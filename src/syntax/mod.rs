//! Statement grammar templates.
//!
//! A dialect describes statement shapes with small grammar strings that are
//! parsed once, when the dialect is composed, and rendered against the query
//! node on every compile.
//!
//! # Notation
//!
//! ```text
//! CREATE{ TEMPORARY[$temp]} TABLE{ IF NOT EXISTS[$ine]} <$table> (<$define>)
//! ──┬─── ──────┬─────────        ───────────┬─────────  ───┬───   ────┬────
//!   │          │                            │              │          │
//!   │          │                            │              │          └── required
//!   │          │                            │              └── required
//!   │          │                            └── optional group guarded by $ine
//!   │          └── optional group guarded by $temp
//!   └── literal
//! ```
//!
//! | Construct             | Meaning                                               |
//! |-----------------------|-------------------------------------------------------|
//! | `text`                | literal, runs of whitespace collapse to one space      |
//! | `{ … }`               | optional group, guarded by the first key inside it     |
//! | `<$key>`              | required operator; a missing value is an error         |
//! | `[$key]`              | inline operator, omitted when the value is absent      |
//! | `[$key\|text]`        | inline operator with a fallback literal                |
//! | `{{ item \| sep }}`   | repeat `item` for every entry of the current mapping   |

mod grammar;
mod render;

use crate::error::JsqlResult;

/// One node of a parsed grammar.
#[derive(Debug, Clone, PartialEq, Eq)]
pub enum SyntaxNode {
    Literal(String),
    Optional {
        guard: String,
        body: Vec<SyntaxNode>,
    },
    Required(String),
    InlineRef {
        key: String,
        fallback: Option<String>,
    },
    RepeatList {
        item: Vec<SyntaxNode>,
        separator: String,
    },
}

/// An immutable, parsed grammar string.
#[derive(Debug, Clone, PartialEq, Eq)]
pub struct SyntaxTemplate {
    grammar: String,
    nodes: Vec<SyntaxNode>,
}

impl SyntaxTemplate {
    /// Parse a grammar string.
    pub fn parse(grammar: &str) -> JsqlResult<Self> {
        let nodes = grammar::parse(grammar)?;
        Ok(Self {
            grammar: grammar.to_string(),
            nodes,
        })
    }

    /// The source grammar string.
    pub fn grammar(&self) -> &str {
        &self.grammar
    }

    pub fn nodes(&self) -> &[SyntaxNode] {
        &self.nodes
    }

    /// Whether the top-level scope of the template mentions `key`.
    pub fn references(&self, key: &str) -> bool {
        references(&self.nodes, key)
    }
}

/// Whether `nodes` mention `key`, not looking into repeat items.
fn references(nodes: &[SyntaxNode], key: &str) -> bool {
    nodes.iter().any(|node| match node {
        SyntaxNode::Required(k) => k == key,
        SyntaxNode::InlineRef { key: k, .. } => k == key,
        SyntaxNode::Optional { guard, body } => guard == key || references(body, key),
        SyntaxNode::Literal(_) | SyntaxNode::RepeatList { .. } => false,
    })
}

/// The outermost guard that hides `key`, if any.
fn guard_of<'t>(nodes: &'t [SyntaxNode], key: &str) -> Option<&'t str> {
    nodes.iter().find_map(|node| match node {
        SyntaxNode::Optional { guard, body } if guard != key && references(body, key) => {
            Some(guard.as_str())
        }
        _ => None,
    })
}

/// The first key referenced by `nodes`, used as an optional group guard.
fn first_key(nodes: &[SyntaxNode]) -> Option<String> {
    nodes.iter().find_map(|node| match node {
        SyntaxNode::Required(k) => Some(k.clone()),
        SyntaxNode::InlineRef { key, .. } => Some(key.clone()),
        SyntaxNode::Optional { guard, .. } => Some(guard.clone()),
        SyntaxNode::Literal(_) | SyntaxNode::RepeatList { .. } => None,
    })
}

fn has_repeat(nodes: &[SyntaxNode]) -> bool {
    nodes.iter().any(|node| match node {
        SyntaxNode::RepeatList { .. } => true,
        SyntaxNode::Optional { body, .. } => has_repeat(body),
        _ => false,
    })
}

********

Working from the entries above, find every line in which the word "guarded" occurs and copy it.

//!   │          │                            └── optional group guarded by $ine
//!   │          └── optional group guarded by $temp
//! | `{ … }`               | optional group, guarded by the first key inside it     |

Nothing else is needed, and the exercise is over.